Antonella Basso, Anusha Kumar and Breanna Richards
I. Introduction
Independence is among the most critical assumptions in regression, modeling, and hypothesis testing. In statistics, two events are considered independent iff the occurrence of one has no effect on the probability of the other. Ensuring that sampled data are independent protects us from both making biased population estimates and falling victim to numerous type I errors, or “false positives” (McDonald 2014). That is, false rejections of the null hypothesis when it is in fact true, which in many cases may have dire consequences. To illustrate this phenomenon, consider the following example.
Suppose we are interested in collecting the height measurements of boys and girls in a 4th grade class for comparative estimates of 4th grade students in the US. Our goal is to test whether the mean heights of boys and girls are equal (null hypothesis) against the alternative hypothesis that they are not equal. Suppose further that the null hypothesis is true, and that within the class we’ve chosen to randomly sample, there are three brothers and a pair of identical twin sisters shorter than most of their peers. In conducting the corresponding hypothesis test, we implicitly assume that our data are independent. However, the fact that some of our subjects are biologically related indicates that our data are dependent, as genetics tend to produce similar physical traits (such as height) among kin. This dependence within our data consequently increases our likelihood of wrongfully rejecting the null hypothesis as some of our observations provide additional information about others.
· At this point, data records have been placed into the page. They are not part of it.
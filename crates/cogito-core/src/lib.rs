//! cogito-core: in-memory cognitive core.
//!
//! A typed hypergraph knowledge store (AtomSpace), an economic attention allocator over
//! it, a dependency-aware task scheduler, and an autonomous goal generator that mines the
//! store and performance telemetry for self-directed objectives. [`CognitiveContext`]
//! bundles one instance of each behind the locks the add-ons share.

mod atomspace;
mod attention;
mod collaborator;
mod context;
mod error;
mod goals;
mod record;
mod scheduler;
mod shared;

// Errors and configuration
pub use error::{CogitoError, CogitoResult};
pub use shared::{
    now_ms, AtomSpaceConfig, AttentionConfig, BoundsPolicy, CognitiveConfig, DaemonConfig, GoalsConfig,
    SchedulerConfig,
};

// Knowledge store
pub use atomspace::{
    AtomRecord, AtomRef, AtomSpace, AtomTypeFilter, AttentionValue, Handle, Link, LinkId, LinkType, Node, NodeId,
    NodeType, Pattern, TruthValue,
};

// Attention economy
pub use attention::{AttentionAllocator, ImportanceMetric, SpreadReport};

// Scheduling
pub use scheduler::{Task, TaskId, TaskScheduler, TaskStatus};

// Goal generation
pub use goals::{
    assess_priority, rank_goals, should_trigger, AdmissionReport, AutonomousGoal, CycleGuard, CycleOutcome,
    GenerationInputs, GenerationReport, GoalEngine, GoalGenerator, GoalId, GoalSet, GoalSource, GoalStatus,
    IntrospectionResult, PerformanceMetric,
};

// Record codec and collaborator contracts
pub use collaborator::{CollaboratorError, ReasoningCollaborator, TelemetrySnapshot, TelemetrySource};
pub use context::CognitiveContext;
pub use record::{parse_record, Record, TextRecord};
That is, our chances of obtaining a p-value less than 0.05 (significance level, \(\alpha\)) is now in fact greater than 5%, making us more prone to committing a type I error.
Scenarios such as this one are rather frequent in the real world and exceedingly difficult to avoid, making the risk of false positives much more prevalent. In this paper we delve further into what happens when the assumption of independence is violated in the context of hypothesis testing. Specifically, we simulate dependent data to explore its effects on false positives and generate plots to illustrate this relationship.
II. Simulation Study
Consider the following data generation process for outcomes \(y_i\), for subject \(i = 1, 2, …, n\):
\[ y_1 \sim N(0,1), \]
\[ y_i \mid y_{i−1} \sim N(\rho \cdot y_{i−1}, 1), \text{for } i=2,…,n. \]
As generated, each observation \(y_i\) and corresponding distribution depends on the former, \(y_{i−1}\) for \(\rho \neq \) 0, giving us dependent sample data. However, note that if \(\rho = 0\), then \(y_1 \sim N(0, 1)\), just as \(y_i \mid y_{i−1} \sim N(0, 1)\) for \(i = 2, …, n\), which not only indicates that the data are independent, but also identically distributed. That is, each observation comes from the same distribution, and thus, has the same expectation, \(\mu\). If, on the other hand, \(\rho\), 0 and the data are dependent, these expectations are no longer constant, meaning that, almost surely, they are not identically distributed. Hence, violating yet another key assumption in hypothesis testing. Together, these assumptions of independence and identical distribution form what is known as independent and identically distributed (or “iid”), which, in practical terms, means that no two observations in any one data set are related and all are taken from the same probability distribution. Now, suppose we observe data \(\{ y_i \}_{i=1:n}\), generated with the DGP outlined above. Our goal is to test the null hypothesis that the mean is zero (\(H_0 : \mu = 0\)), against the alternative hypothesis that the mean is not zero \((H_1 : \mu \neq 0)\). Note that for this study, we hold that the null hypothesis is true.
A. Independent Data
We begin by simulating independent data in R via the DGP mentioned above, setting \(\rho = 0\). Keep in mind that, as mentioned, this means that our data is (\(y_i \sim N(0, 1)\), for \(i = 1, …, n\)) and hence, the expected value of \(y\) remains zero, namely \(\text{E}[Y] = \mu = 0\). Specifically, we generate 1,000 data sets of sample size \(n = 1,000\), and for each, we run a t-test with unknown variance, recording the decision to accept or reject the null hypothesis based on a type I error rate of \(\alpha = 0.05\). That is, for each data set, we generate a corresponding p-value and compute the proportion, which we denote \(\hat{\alpha}\)), of those which exceed our significance level of 0.05 out of the total 1,000 decisions made. As expected, doing so yielded \(\hat{\alpha} = 0.048 ≈ 0.05\), indicating that nearly 5% of the 1,000 t-tests conducted incorrectly rejected the null hypothesis, assumming that \(H_0\) is true. And, given that our data are iid, obtaining a type I error rate close to 0.05 demonstrates that the t-test assumptions are met, thus producing t-statistics that follow a t-distribution (more on this later).
B. Dependent Data
Seeing how independent data yields results that conform to the t-test assumptions, we now proceed by increasing the value of \(\rho\) to observe the influence of dependent data on \(\hat{\alpha}\). As before, we simulate 1,000 data sets with \(n = 1,000\), this time with \(\rho \in \{0, 0.1, 0.2, …, 0.9\}\), resulting in a total of ten simulations, and hence, ten \(\hat{\alpha}\) values, one for each value of \(\rho\). The graph below illustrates the change in \(\hat{\alpha}\) for each incremental change in \(\rho\).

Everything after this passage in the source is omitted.